WORK TO COMPLETE
Report the lines of the data below that contain the string "oscillator".

Content starts

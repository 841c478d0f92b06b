//! Parallel scatter/gather of independent stepwise problems.
//!
//! Each problem in a batch is an independent initial-value problem: no state
//! is shared between them, so they are mapped over a `rayon` thread pool with
//! no coordination and gathered back in input order.
//!
//! - [`scatter`] — maps any pure, fallible function over a slice of items
//! - [`integrate_all`] — solves a batch of oscillator [`Row`]s with
//!   [`rk4::integrate`] and reports each row's [`Outcome`]
//!
//! A failing problem never affects the others. Failures are deterministic, so
//! they are reported once and never retried.
//!
//! [`rk4::integrate`]: stepwise_solvers::rk4::integrate

mod error;
mod options;
mod oscillator;
mod outcome;
mod scatter;

pub use error::Error;
pub use options::Options;
pub use oscillator::{Entry, Output, Report, Row, integrate_all};
pub use outcome::Outcome;
pub use scatter::scatter;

Content ends

ANSWER BELOW
//! - [`integrate_all`] — solves a batch of oscillator [`Row`]s with
mod oscillator;
pub use oscillator::{Entry, Output, Report, Row, integrate_all};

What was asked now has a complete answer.